Dividends and Signs suggest foreign investors are warming up to Chinese equities again

When COVID happened, China adopted a policy of shutdown of the area in which cases were discovered. The shutdown affected normal life including the economic engine of the Chinese economy. China’s President has been losing the reigns of the shutdown and allowing people to move freely again. The freedom was opened up the economy and this has been translated on to the stock market.

In an article from Reuters, foreign investors are slowly coming back into the Chinese stock markets. MSCI China has gained 50% since November while the Hong Kong’s Hang Seng Index is up 47% against roughly 6% for the world’s stock exchange.

Analysts attribute most of the gains to short-covering and fast money, leaving the slower institutional money to drive the rally further.

Ken Peng, head of Asia’s investment strategy at Citi Global Wealth expects greater inflows into the Chinese markets and is bullish on Chinese equities.

JP Morgan Asset Management is in the process of raising allocations to Chinese equities for its institutional clients.

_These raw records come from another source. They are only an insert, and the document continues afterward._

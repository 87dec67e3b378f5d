use chrono::{DateTime, Utc};
use hyper::header::HeaderValue;
use serde::{Deserialize, Serialize};
use std::fmt;

use crate::error::TilegateResult;

/// One `name=value` pair of the credential material
#[derive(Debug, Clone, PartialEq, Eq, Serialize, Deserialize)]
pub struct Cookie {
    pub name: String,
    pub value: String,
}

impl Cookie {
    pub fn new<N: Into<String>, V: Into<String>>(name: N, value: V) -> Self {
        Self {
            name: name.into(),
            value: value.into(),
        }
    }
}

/// Authenticated session cookies, kept in insertion order with unique names.
///
/// The cache hands these out behind an `Arc` and replaces the whole set on
/// refresh; the mutating helpers are only used while a set is being built.
#[derive(Debug, Clone)]
pub struct CookieSet {
    cookies: Vec<Cookie>,
    acquired_at: DateTime<Utc>,
}

impl Default for CookieSet {
    fn default() -> Self {
        Self::new()
    }
}

impl CookieSet {
    pub fn new() -> Self {
        Self {
            cookies: Vec::new(),
            acquired_at: Utc::now(),
        }
    }

    /// Build from pairs; a repeated name overwrites the earlier value in place
    pub fn from_pairs<I, N, V>(pairs: I) -> Self
    where
        I: IntoIterator<Item = (N, V)>,
        N: Into<String>,
        V: Into<String>,
    {
        let mut set = Self::new();
        for (name, value) in pairs {
            set.insert(name, value);
        }
        set
    }

    pub fn from_cookies<I: IntoIterator<Item = Cookie>>(cookies: I) -> Self {
        Self::from_pairs(cookies.into_iter().map(|c| (c.name, c.value)))
    }

    /// Insert or replace a cookie, keeping the original position on replace
    pub fn insert<N: Into<String>, V: Into<String>>(&mut self, name: N, value: V) {
        let name = name.into();
        let value = value.into();
        match self.cookies.iter_mut().find(|c| c.name == name) {
            Some(existing) => existing.value = value,
            None => self.cookies.push(Cookie { name, value }),
        }
    }

    /// Merge `Set-Cookie` header values, returning the names that were set
    pub fn merge_set_cookie<'a, I>(&mut self, headers: I) -> Vec<String>
    where
        I: IntoIterator<Item = &'a str>,
    {
        let mut names = Vec::new();
        for header in headers {
            if let Some((name, value)) = parse_set_cookie(header) {
                self.insert(name, value);
                names.push(name.to_string());
            }
        }
        names
    }

    pub fn get(&self, name: &str) -> Option<&str> {
        self.cookies
            .iter()
            .find(|c| c.name == name)
            .map(|c| c.value.as_str())
    }

    pub fn contains(&self, name: &str) -> bool {
        self.get(name).is_some()
    }

    pub fn cookies(&self) -> &[Cookie] {
        &self.cookies
    }

    pub fn len(&self) -> usize {
        self.cookies.len()
    }

    pub fn is_empty(&self) -> bool {
        self.cookies.is_empty()
    }

    pub fn acquired_at(&self) -> DateTime<Utc> {
        self.acquired_at
    }

    /// Restamp the set, used once the acquisition has completed
    pub fn stamped(mut self, at: DateTime<Utc>) -> Self {
        self.acquired_at = at;
        self
    }

    /// Serialized `Cookie` header form: `name1=value1; name2=value2`
    pub fn header_value(&self) -> String {
        self.cookies
            .iter()
            .map(|c| format!("{}={}", c.name, c.value))
            .collect::<Vec<_>>()
            .join("; ")
    }

    pub fn to_header(&self) -> TilegateResult<HeaderValue> {
        Ok(HeaderValue::from_str(&self.header_value())?)
    }
}

impl fmt::Display for CookieSet {
    fn fmt(&self, f: &mut fmt::Formatter<'_>) -> fmt::Result {
        f.write_str(&self.header_value())
    }
}

/// Extract the `name=value` pair of a `Set-Cookie` header, dropping attributes
pub fn parse_set_cookie(header: &str) -> Option<(&str, &str)> {
    let pair = header.split(';').next()?;
    let (name, value) = pair.split_once('=')?;
    let name = name.trim();
    if name.is_empty() {
        return None;
    }
    Some((name, value.trim()))
}

#[cfg(test)]
mod tests {
    use super::*;

    #[test]
    fn test_header_value_preserves_insertion_order() {
        let set = CookieSet::from_pairs([("x", "1"), ("y", "2")]);
        assert_eq!(set.header_value(), "x=1; y=2");
        assert_eq!(set.to_string(), "x=1; y=2");
    }

    #[test]
    fn test_empty_set_serializes_to_empty_string() {
        let set = CookieSet::new();
        assert!(set.is_empty());
        assert_eq!(set.header_value(), "");
    }

    #[test]
    fn test_duplicate_name_replaces_in_place() {
        let mut set = CookieSet::from_pairs([("a", "1"), ("b", "2")]);
        set.insert("a", "3");
        assert_eq!(set.len(), 2);
        assert_eq!(set.header_value(), "a=3; b=2");
        assert_eq!(set.get("a"), Some("3"));
    }

    #[test]
    fn test_parse_set_cookie() {
        assert_eq!(
            parse_set_cookie("_session=abc123; path=/; HttpOnly; secure"),
            Some(("_session", "abc123"))
        );
        assert_eq!(
            parse_set_cookie("CloudFront-Policy=eyJ=="),
            Some(("CloudFront-Policy", "eyJ=="))
        );
        assert_eq!(parse_set_cookie("novalue"), None);
        assert_eq!(parse_set_cookie("=orphan; path=/"), None);
    }

    #[test]
    fn test_merge_set_cookie_reports_names() {
        let mut set = CookieSet::from_pairs([("_session", "old")]);
        let names = set.merge_set_cookie([
            "_session=new; path=/",
            "CloudFront-Key-Pair-Id=K1; Secure",
            "garbage",
        ]);
        assert_eq!(names, vec!["_session", "CloudFront-Key-Pair-Id"]);
        assert_eq!(set.header_value(), "_session=new; CloudFront-Key-Pair-Id=K1");
    }

    #[test]
    fn test_to_header_rejects_control_characters() {
        let set = CookieSet::from_pairs([("bad", "line\nbreak")]);
        assert!(set.to_header().is_err());
    }
}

Linking to dividend paying stocks, as a dividend buyer you will miss some big rallies because the emphasis on buying is the long-term payments and capital appreciation. There are speculators which help ensure liquidity in the market and they have up years and down years, because there is no consistency with speculation. The idea is then do your homework and have patience the reason you bought comes forthwith. In this fashion you try to avoid the number one rule, try not to lose money.